How to ensure equity and diversity in the company. And why you may be mistaken

There are three key reasons – moral, legal and economic – why diversity, equity and inclusion are a greater imperative in business than ever before. The responsibility for achieving them lies primarily with the top management, which sets the tone for the whole organisation.

However, a significant gap exists between the way leaders and employees view progress toward equality in their organisations. How to bridge this gap and how to effectively pursue diverse and inclusive businesses?

What’s your priority?

Although both employers and employees declare their concern for equality, leaders rate their efforts to ensure an empowering working environment much higher than their employees are willing to do. These are the findings of the Accenture’s ‘Getting to Equal 2020’ report.

77% of female respondents and 67% of male respondents from 28 countries believe that workplace culture is critical to helping them thrive in the workplace. That’s a view shared by 68% of leaders of the surveyed organisations. The same number of leaders feel they create empowering environments where people have a sense of belonging, yet just a third of (36%) of employees agree! Also, the number of people who do not feel included in their organisations is 10 times higher than leaders believe it to be (20% versus 2%!).

The sources of these discrepancies can be visible when you look at the lists of top organisation priorities indicated by leaders. Only one in three (34%) ranked diversity on top of their priority list. The most common answer was financial performance (76%) and brand recognition (72%). Only the environment (understood as reducing the carbon footprint of the company’s operations) is lower on the leaders’ priority list.

Equality as a profit

Meanwhile, cutting the employee perception gap by half would boost global profits by US$3.7 trillion, along with workforce ambition and empowerment – authors of the report estimate. How is it possible? Studies have shown that feeling more included boosts productivity while having the ambition to reach leadership is important to advancing in an organisation – we can read in the Accenture study.

Successful organisations are powered by the diverse opinions, skill sets and life experiences of their employees. Well-managed, diverse teams significantly outperform homogenous ones across profitability, innovation, decision-making and employee engagement. These are, in turn, the findings of the World Economic Forum toolkit ‘Diversity, Equity and Inclusion 4.0’, designed for organisational leaders and Chief Diversity and Inclusion Officers.

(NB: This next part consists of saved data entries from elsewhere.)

// Copyright (C) 2025 SyncMyOrders Sp. z o.o.
// SPDX-License-Identifier: AGPL-3.0-or-later
//! Service and application installation drivers.

use std::collections::BTreeMap;
use std::sync::Arc;
use std::time::Duration;

use async_trait::async_trait;
use tokio_util::sync::CancellationToken;
use tracing::debug;

use strato_inspect::latch::{self, LatchConfig};
use strato_inspect::{
    AdminGateway, ApplicationInstallProbe, EventsDisplayer, InspectError, InstallationInspector,
    InstanceCounts, LifecycleInspector, Predicate, ServiceInstallProbe, WaitError,
};
use strato_rest_client::{InstallApplicationRequest, InstallServiceRequest};

use crate::error::ShellError;
use crate::prompt;

/// Budget granted per continuation when a service wait times out and the
/// user chooses to keep waiting.
pub const DEFAULT_SERVICE_TIMEOUT_MINUTES: u64 = 5;
/// Budget granted per continuation for application waits.
pub const DEFAULT_APPLICATION_TIMEOUT_MINUTES: u64 = 15;

/// Cadence of the visibility pre-lookup after a deployment request.
const VISIBILITY_POLLING_INTERVAL: Duration = Duration::from_secs(1);

/// Re-arm `inspector` with fresh budgets until it completes, the user gives
/// up, or the wait fails.
///
/// The engine itself never prompts; the interactive "keep waiting?"
/// decision on timeout lives here. The inspector keeps its cursor and
/// counts across rounds, so extending the budget continues the same watch.
pub(crate) async fn wait_until_done(
    inspector: &mut dyn LifecycleInspector,
    initial_timeout_minutes: u64,
    continue_timeout_minutes: u64,
    interactive: bool,
    question: &str,
) -> Result<(), ShellError> {
    let mut budget = initial_timeout_minutes;
    loop {
        match inspector.wait_for_lifecycle_to_end(budget).await {
            Ok(()) => return Ok(()),
            Err(WaitError::Timeout(message)) => {
                if !interactive {
                    return Err(ShellError::Timeout(message));
                }
                println!();
                if prompt::confirm(question)? {
                    budget = continue_timeout_minutes;
                } else {
                    return Err(ShellError::Timeout(message));
                }
            }
            Err(other) => return Err(other.into()),
        }
    }
}

/// Latch configuration for the visibility pre-lookup.
///
/// Right after a deployment request the gateway may transiently answer
/// errors while the deployment is still being registered; this wait alone
/// retries through failures instead of aborting.
fn visibility_latch(timeout_minutes: u64, message: String, verbose: bool) -> LatchConfig {
    LatchConfig::new(
        Duration::from_secs(timeout_minutes * 60),
        VISIBILITY_POLLING_INTERVAL,
    )
    .expect("polling interval is non-zero")
    .with_timeout_error_message(message)
    .with_verbose(verbose)
    .with_retry_on_error(true)
}

struct ServiceVisible<'a> {
    gateway: &'a dyn AdminGateway,
    application_name: &'a str,
    service_name: &'a str,
}

#[async_trait]
impl Predicate for ServiceVisible<'_> {
    type Error = InspectError;

    async fn is_done(&mut self) -> Result<bool, InspectError> {
        match self
            .gateway
            .service_description(self.application_name, self.service_name)
            .await
        {
            Ok(_) => Ok(true),
            Err(err) if err.is_not_found() => Ok(false),
            Err(err) => Err(err.into()),
        }
    }
}

struct ApplicationVisible<'a> {
    gateway: &'a dyn AdminGateway,
    application_name: &'a str,
}

#[async_trait]
impl Predicate for ApplicationVisible<'_> {
    type Error = InspectError;

    async fn is_done(&mut self) -> Result<bool, InspectError> {
        match self
            .gateway
            .application_description(self.application_name)
            .await
        {
            // The application only counts as visible once its services are
            // registered; an empty description would produce an empty plan.
            Ok(description) => Ok(!description.services.is_empty()),
            Err(err) if err.is_not_found() => Ok(false),
            Err(err) => Err(err.into()),
        }
    }
}

/// Installs one service and watches its lifecycle until every planned
/// instance runs.
pub struct ServiceInstaller {
    gateway: Arc<dyn AdminGateway>,
    application_name: String,
    service_name: String,
    planned_instances: u32,
    initial_timeout_minutes: u64,
    verbose: bool,
    interactive: bool,
    cancel: CancellationToken,
}

impl ServiceInstaller {
    pub fn new(
        gateway: Arc<dyn AdminGateway>,
        application_name: impl Into<String>,
        service_name: impl Into<String>,
    ) -> Self {
        Self {
            gateway,
            application_name: application_name.into(),
            service_name: service_name.into(),
            planned_instances: 1,
            initial_timeout_minutes: DEFAULT_SERVICE_TIMEOUT_MINUTES,
            verbose: false,
            interactive: true,
            cancel: CancellationToken::new(),
        }
    }

    /// Set the number of instances the deployment plan calls for.
    pub fn with_planned_instances(mut self, planned_instances: u32) -> Self {
        self.planned_instances = planned_instances;
        self
    }

    /// Set the first wait budget, in minutes.
    pub fn with_initial_timeout(mut self, minutes: u64) -> Self {
        self.initial_timeout_minutes = minutes;
        self
    }

    pub fn with_verbose(mut self, verbose: bool) -> Self {
        self.verbose = verbose;
        self
    }

    /// Allow or suppress the "keep waiting?" prompt on timeout.
    pub fn with_interactive(mut self, interactive: bool) -> Self {
        self.interactive = interactive;
        self
    }

    /// Attach an external cancellation signal (e.g. Ctrl-C).
    pub fn with_cancellation(mut self, cancel: CancellationToken) -> Self {
        self.cancel = cancel;
        self
    }

    /// Request the installation and watch it to completion.
    pub async fn install(&self) -> Result<(), ShellError> {
        let request = InstallServiceRequest {
            planned_instances: self.planned_instances,
            timeout_minutes: self.initial_timeout_minutes as u32,
        };
        let response = self
            .gateway
            .install_service(&self.application_name, &self.service_name, &request)
            .await?;
        debug!(
            service_name = %self.service_name,
            deployment_id = %response.deployment_id,
            "service installation accepted"
        );

        let mut displayer = EventsDisplayer::new();
        displayer.print_event(&format!(
            "Installing service {} with {} planned instances",
            self.service_name, self.planned_instances
        ));

        self.wait_for_service_to_appear().await?;

        displayer.print_event(&format!(
            "Waiting for life cycle events of service {}",
            self.service_name
        ));

        let planned = BTreeMap::from([(self.service_name.clone(), self.planned_instances)]);
        let probe = ServiceInstallProbe::new(
            self.gateway.clone(),
            &self.application_name,
            &self.service_name,
        );
        let mut inspector = InstallationInspector::new(
            self.gateway.clone(),
            response.deployment_id,
            self.verbose,
            InstanceCounts::starting_from_zero(planned),
            Box::new(probe),
        )
        .with_cancellation(self.cancel.clone());

        wait_until_done(
            &mut inspector,
            self.initial_timeout_minutes,
            DEFAULT_SERVICE_TIMEOUT_MINUTES,
            self.interactive,
            &format!(
                "Would you like to continue waiting for the installation of service {}?",
                self.service_name
            ),
        )
        .await?;

        displayer.print_event("");
        Ok(())
    }

    async fn wait_for_service_to_appear(&self) -> Result<(), ShellError> {
        let config = visibility_latch(
            self.initial_timeout_minutes,
            format!(
                "Timed out waiting for service {} to become visible",
                self.service_name
            ),
            self.verbose,
        );
        let mut predicate = ServiceVisible {
            gateway: &*self.gateway,
            application_name: &self.application_name,
            service_name: &self.service_name,
        };
        latch::wait_for(&config, &self.cancel, &mut predicate)
            .await
            .map_err(ShellError::from)
    }
}

/// Installs an application and watches its lifecycle until every planned
/// instance of every service runs.
pub struct ApplicationInstaller {
    gateway: Arc<dyn AdminGateway>,
    application_name: String,
    initial_timeout_minutes: u64,
    verbose: bool,
    interactive: bool,
    cancel: CancellationToken,
}

impl ApplicationInstaller {
    pub fn new(gateway: Arc<dyn AdminGateway>, application_name: impl Into<String>) -> Self {
        Self {
            gateway,
            application_name: application_name.into(),
            initial_timeout_minutes: DEFAULT_APPLICATION_TIMEOUT_MINUTES,
            verbose: false,
            interactive: true,
            cancel: CancellationToken::new(),
        }
    }

    /// Set the first wait budget, in minutes.
    pub fn with_initial_timeout(mut self, minutes: u64) -> Self {
        self.initial_timeout_minutes = minutes;
        self
    }

    pub fn with_verbose(mut self, verbose: bool) -> Self {
        self.verbose = verbose;
        self
    }

    /// Allow or suppress the "keep waiting?" prompt on timeout.
    pub fn with_interactive(mut self, interactive: bool) -> Self {
        self.interactive = interactive;
        self
    }

    /// Attach an external cancellation signal (e.g. Ctrl-C).
    pub fn with_cancellation(mut self, cancel: CancellationToken) -> Self {
        self.cancel = cancel;
        self
    }

    /// Request the installation and watch it to completion.
    pub async fn install(&self) -> Result<(), ShellError> {
        let request = InstallApplicationRequest {
            timeout_minutes: self.initial_timeout_minutes as u32,
        };
        let response = self
            .gateway
            .install_application(&self.application_name, &request)
            .await?;
        debug!(
            application_name = %self.application_name,
            deployment_id = %response.deployment_id,
            "application installation accepted"
        );

        let mut displayer = EventsDisplayer::new();
        displayer.print_event(&format!(
            "Installing application {}",
            self.application_name
        ));

        self.wait_for_application_to_appear().await?;

        // The plan comes from the gateway's own view of the application.
        let description = self
            .gateway
            .application_description(&self.application_name)
            .await?;
        let planned: BTreeMap<String, u32> = description
            .services
            .iter()
            .map(|service| (service.service_name.clone(), service.planned_instances))
            .collect();

        displayer.print_event(&format!(
            "Waiting for life cycle events of application {}",
            self.application_name
        ));

        let probe = ApplicationInstallProbe::new(self.gateway.clone(), &self.application_name);
        let mut inspector = InstallationInspector::new(
            self.gateway.clone(),
            response.deployment_id,
            self.verbose,
            InstanceCounts::starting_from_zero(planned),
            Box::new(probe),
        )
        .with_cancellation(self.cancel.clone());

        wait_until_done(
            &mut inspector,
            self.initial_timeout_minutes,
            DEFAULT_APPLICATION_TIMEOUT_MINUTES,
            self.interactive,
            &format!(
                "Would you like to continue waiting for the installation of application {}?",
                self.application_name
            ),
        )
        .await?;

        displayer.print_event("");
        Ok(())
    }

    async fn wait_for_application_to_appear(&self) -> Result<(), ShellError> {
        let config = visibility_latch(
            self.initial_timeout_minutes,
            format!(
                "Timed out waiting for application {} to become visible",
                self.application_name
            ),
            self.verbose,
        );
        let mut predicate = ApplicationVisible {
            gateway: &*self.gateway,
            application_name: &self.application_name,
        };
        latch::wait_for(&config, &self.cancel, &mut predicate)
            .await
            .map_err(ShellError::from)
    }
}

The WEF report presents several challenges facing recruiters and managers of organisations and explains how new technologies can help them in their struggle for greater diversity in companies. Authors of the report point out that technology is no longer simply ‘neutral’ concerning diversity, equity and inclusion. Technology carries risks, but, at the same time, it can be an excellent tool to support the pursuit of diversity and equality in organisations.

Technology for diversity

According to the toolkit, there are three main areas for action. Each of them has been described within three operations that can be performed by management:

Talent Sourcing and Selection
● Address bias in a job advertisement
● Tap into talent pools of diverse candidates
● Identify best-fit candidates based on merit and skills

Organisational Analysis and Monitoring
● Benchmark diversity, equity and inclusion across the organisation
● Measure behaviours that create exclusion
● Understand employee experience and engagement levels

Employee Experience, Reward, and Development
● Train and incentivise managers and employees to enhance inclusion and belonging in their daily interactions
● Conduct objective performance evaluations
● Support career path planning alongside learning and development

In each of these areas, the objectives of diversity and inclusion can be achieved using specific technologies. New technologies may, for example, support the HR department in the recruitment process by carefully analysing candidates’ applications according to the previously indicated criteria. In each analysed area the toolkit suggests technology providers that may be of interest to managers. It also lists the information we should get from the providers before we decide on their solutions.

“Ensuring racial justice, gender parity, disability inclusion, LGBTI equality and inclusion of all forms of human diversity needs to be the ‘new normal’ in the workplace set to emerge from the COVID-19 crisis,” conclude the authors of the publication. However, this will not be possible unless leaders first take a critical look at their activities. Organisations also need to make equality their priority and develop tools to objectively assess progress in this direction.